Just days after the first Féile events, Belfast city centre saw the return of the Custom House Square gigs, which regularly attract 10,000s of people.
Joe Dougan, who promotes these gigs as well as the Belsonic gigs due to take place in September, said he didn’t believe it was going to happen, but that he’s happy to have live events back up and running.
“It’s been incredible,” he said.
“We were all very circumspect about Tuesday’s Tom Jones show, as it was the first outdoor show that we’ve promoted in two years nearly. And after a lot of ebb and flow of restrictions, I almost didn’t believe it was going to happen until it did, but it’s just such a relief to be at this point.
(Image: Justin Kernoghan/Belfast Live)
“The concerts themselves have been incredible. I noticed that everyone at them has just been in a very good mood – the punters, the band, the acts themselves, even our medical directors or security at the door. People are happy to be back. It’s like Christmas.
“It was emotional for me as well, it really was. I’ve been involved in a lot of events throughout the years, and you do become desensitised to it, but when you’ve been away from it for that long, it felt like you might never be able to do it again. There were plenty of times where I certainly felt like ‘This is never going to happen.'”

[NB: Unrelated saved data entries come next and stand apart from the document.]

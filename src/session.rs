use std::time::Duration;
use tokio::{
    sync::mpsc,
    task::JoinHandle,
    time::{sleep, Instant},
};
use tracing::debug;

use crate::types::SessionState;

/// Cancellable auto-stop timer
///
/// Each arm bumps a generation counter that is delivered on expiry, so a
/// firing that raced with a cancel can be told apart from the live one.
#[derive(Debug, Default)]
pub struct AutoStopTimer {
    task: Option<JoinHandle<()>>,
    deadline: Option<Instant>,
    generation: u64,
}

impl AutoStopTimer {
    /// Create a disarmed timer
    #[must_use]
    pub fn new() -> Self {
        Self::default()
    }

    /// Cancel any running countdown, then start a new one
    pub fn arm(&mut self, duration: Duration, fired: mpsc::UnboundedSender<u64>) {
        self.cancel();
        self.generation += 1;
        let generation = self.generation;
        self.deadline = Some(Instant::now() + duration);
        self.task = Some(tokio::spawn(async move {
            sleep(duration).await;
            let _ = fired.send(generation);
        }));
        debug!("Auto-stop armed for {duration:?} (generation {generation})");
    }

    /// Stop the countdown, returning the time that was left
    pub fn cancel(&mut self) -> Option<Duration> {
        if let Some(task) = self.task.take() {
            task.abort();
        }
        self.deadline
            .take()
            .map(|deadline| deadline.saturating_duration_since(Instant::now()))
    }

    /// Whether a countdown is running
    #[must_use]
    pub const fn is_armed(&self) -> bool {
        self.deadline.is_some()
    }

    /// Time left on the running countdown
    #[must_use]
    pub fn remaining(&self) -> Option<Duration> {
        self.deadline
            .map(|deadline| deadline.saturating_duration_since(Instant::now()))
    }

    /// Accept a firing if it belongs to the live countdown
    pub fn take_fired(&mut self, generation: u64) -> bool {
        if self.is_armed() && generation == self.generation {
            self.task = None;
            self.deadline = None;
            true
        } else {
            debug!("Ignoring stale auto-stop firing (generation {generation})");
            false
        }
    }
}

impl Drop for AutoStopTimer {
    fn drop(&mut self) {
        if let Some(task) = self.task.take() {
            task.abort();
        }
    }
}

/// Session bookkeeping: state, target, elapsed time and auto-stop
///
/// Only commits transitions; protocol writes are issued by the caller
/// before committing.
#[derive(Debug, Default)]
pub struct Session {
    state: SessionState,
    target_watts: u16,
    elapsed: Duration,
    running_since: Option<Instant>,
    remaining: Option<Duration>,
    timer: AutoStopTimer,
}

impl Session {
    /// Create an idle session
    #[must_use]
    pub fn new() -> Self {
        Self::default()
    }

    /// Current state
    #[must_use]
    pub const fn state(&self) -> SessionState {
        self.state
    }

    /// Last accepted target
    #[must_use]
    pub const fn target_watts(&self) -> u16 {
        self.target_watts
    }

    /// Record an accepted target
    pub fn set_target(&mut self, watts: u16) {
        self.target_watts = watts;
    }

    /// Running time, excluding pauses
    #[must_use]
    pub fn elapsed(&self) -> Duration {
        self.elapsed + self.running_since.map_or(Duration::ZERO, |since| since.elapsed())
    }

    /// Remaining auto-stop time, live while running, frozen while paused
    #[must_use]
    pub fn remaining(&self) -> Option<Duration> {
        self.timer.remaining().or(self.remaining)
    }

    /// Enter running from any state, arming auto-stop when `duration` is set
    pub fn begin(&mut self, duration: Option<Duration>, fired: &mpsc::UnboundedSender<u64>) {
        self.timer.cancel();
        self.elapsed = Duration::ZERO;
        self.running_since = Some(Instant::now());
        self.remaining = None;
        if let Some(duration) = duration {
            self.timer.arm(duration, fired.clone());
        }
        self.state = SessionState::Running;
    }

    /// Running → paused, freezing the auto-stop clock
    ///
    /// Returns `false` without changes unless running.
    pub fn pause(&mut self) -> bool {
        if self.state != SessionState::Running {
            return false;
        }
        self.remaining = self.timer.cancel();
        self.bank_elapsed();
        self.state = SessionState::Paused;
        true
    }

    /// Paused → running, rearming auto-stop with the frozen remainder
    ///
    /// Returns `false` without changes unless paused.
    pub fn resume(&mut self, fired: &mpsc::UnboundedSender<u64>) -> bool {
        if self.state != SessionState::Paused {
            return false;
        }
        if let Some(remaining) = self.remaining.take() {
            self.timer.arm(remaining, fired.clone());
        }
        self.running_since = Some(Instant::now());
        self.state = SessionState::Running;
        true
    }

    /// Running or paused → stopped
    ///
    /// Returns `false` without changes from idle or stopped.
    pub fn stop(&mut self) -> bool {
        if !self.is_active() {
            return false;
        }
        self.timer.cancel();
        self.remaining = None;
        self.bank_elapsed();
        self.state = SessionState::Stopped;
        true
    }

    /// Drop to idle after the link is gone
    pub fn reset(&mut self) {
        self.timer.cancel();
        self.remaining = None;
        self.bank_elapsed();
        self.state = SessionState::Idle;
    }

    /// Accept an auto-stop firing for the live countdown
    pub fn take_fired(&mut self, generation: u64) -> bool {
        self.state == SessionState::Running && self.timer.take_fired(generation)
    }

    /// Running or paused
    #[must_use]
    pub fn is_active(&self) -> bool {
        matches!(self.state, SessionState::Running | SessionState::Paused)
    }

    fn bank_elapsed(&mut self) {
        if let Some(since) = self.running_since.take() {
            self.elapsed += since.elapsed();
        }
    }
}

#[cfg(test)]
mod tests {
    use super::*;

    #[tokio::test]
    async fn test_timer_fires_with_generation() {
        let (tx, mut rx) = mpsc::unbounded_channel();
        let mut timer = AutoStopTimer::new();
        timer.arm(Duration::from_millis(20), tx);

        let generation = rx.recv().await.unwrap();
        assert!(timer.take_fired(generation));
        assert!(!timer.is_armed());
    }

    #[tokio::test]
    async fn test_rearm_supersedes_previous_countdown() {
        let (tx, mut rx) = mpsc::unbounded_channel();
        let mut timer = AutoStopTimer::new();
        timer.arm(Duration::from_millis(10), tx.clone());
        timer.arm(Duration::from_millis(30), tx);

        let generation = rx.recv().await.unwrap();
        assert_eq!(generation, 2);
        assert!(timer.take_fired(generation));
        assert!(!timer.take_fired(1));
    }

    #[tokio::test]
    async fn test_cancel_reports_remaining() {
        let (tx, mut rx) = mpsc::unbounded_channel();
        let mut timer = AutoStopTimer::new();
        timer.arm(Duration::from_secs(60), tx);

        let remaining = timer.cancel().unwrap();
        assert!(remaining <= Duration::from_secs(60));
        assert!(remaining > Duration::from_secs(59));
        assert!(timer.cancel().is_none());

        tokio::time::sleep(Duration::from_millis(20)).await;
        assert!(rx.try_recv().is_err());
    }

    #[tokio::test]
    async fn test_pause_freezes_and_resume_rearms() {
        let (tx, _rx) = mpsc::unbounded_channel();
        let mut session = Session::new();
        session.begin(Some(Duration::from_secs(30)), &tx);
        assert_eq!(session.state(), SessionState::Running);

        assert!(session.pause());
        assert!(!session.pause());
        let frozen = session.remaining().unwrap();
        assert!(frozen > Duration::from_secs(29));
        tokio::time::sleep(Duration::from_millis(20)).await;
        assert_eq!(session.remaining(), Some(frozen));

        assert!(session.resume(&tx));
        assert!(!session.resume(&tx));
        assert_eq!(session.state(), SessionState::Running);
        assert!(session.remaining().unwrap() <= frozen);
    }

    #[tokio::test]
    async fn test_stop_clears_remaining() {
        let (tx, _rx) = mpsc::unbounded_channel();
        let mut session = Session::new();
        assert!(!session.stop());

        session.begin(Some(Duration::from_secs(5)), &tx);
        assert!(session.pause());
        assert!(session.stop());
        assert_eq!(session.state(), SessionState::Stopped);
        assert!(session.remaining().is_none());
    }

    #[tokio::test]
    async fn test_reset_returns_to_idle() {
        let (tx, _rx) = mpsc::unbounded_channel();
        let mut session = Session::new();
        session.begin(Some(Duration::from_secs(5)), &tx);
        session.reset();
        assert_eq!(session.state(), SessionState::Idle);
        assert!(session.remaining().is_none());
        assert!(!session.is_active());
    }

    #[tokio::test]
    async fn test_elapsed_excludes_pauses() {
        let (tx, _rx) = mpsc::unbounded_channel();
        let mut session = Session::new();
        session.begin(None, &tx);
        tokio::time::sleep(Duration::from_millis(30)).await;
        session.pause();
        let banked = session.elapsed();
        tokio::time::sleep(Duration::from_millis(30)).await;
        assert_eq!(session.elapsed(), banked);
        assert!(banked >= Duration::from_millis(30));
    }
}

Joe said that the success of the return of these events has been down to the staff and crew working at them, as well as the understanding ear they’ve been given from governmental Departments and the understanding from attendees for Covid safety rules.
“I think there’s an understanding from the Department of Health and Department for Communities about how beleaguered these sectors are.,” he said.
“That’s great, it’s helped us immeasurably. We’re at a point where we’ve introduced all these mitigations on our criteria for entrance – such as the negative test, or double vaccination – and there was a lot of people at the first gig who were saying that that made them feel very safe, which is great. It’s not full proof but it’s sort of as good as it gets. Most people who were there last night, that was the biggest gathering they’d been to in years, and it felt like their anxiety had been assuaged by that entrance criteria.
“But everyone put work into this, everyone did, from the public, to the workers, to the healthcare staff, and we wanted to put our best foot forward now that shows are allowed to return.”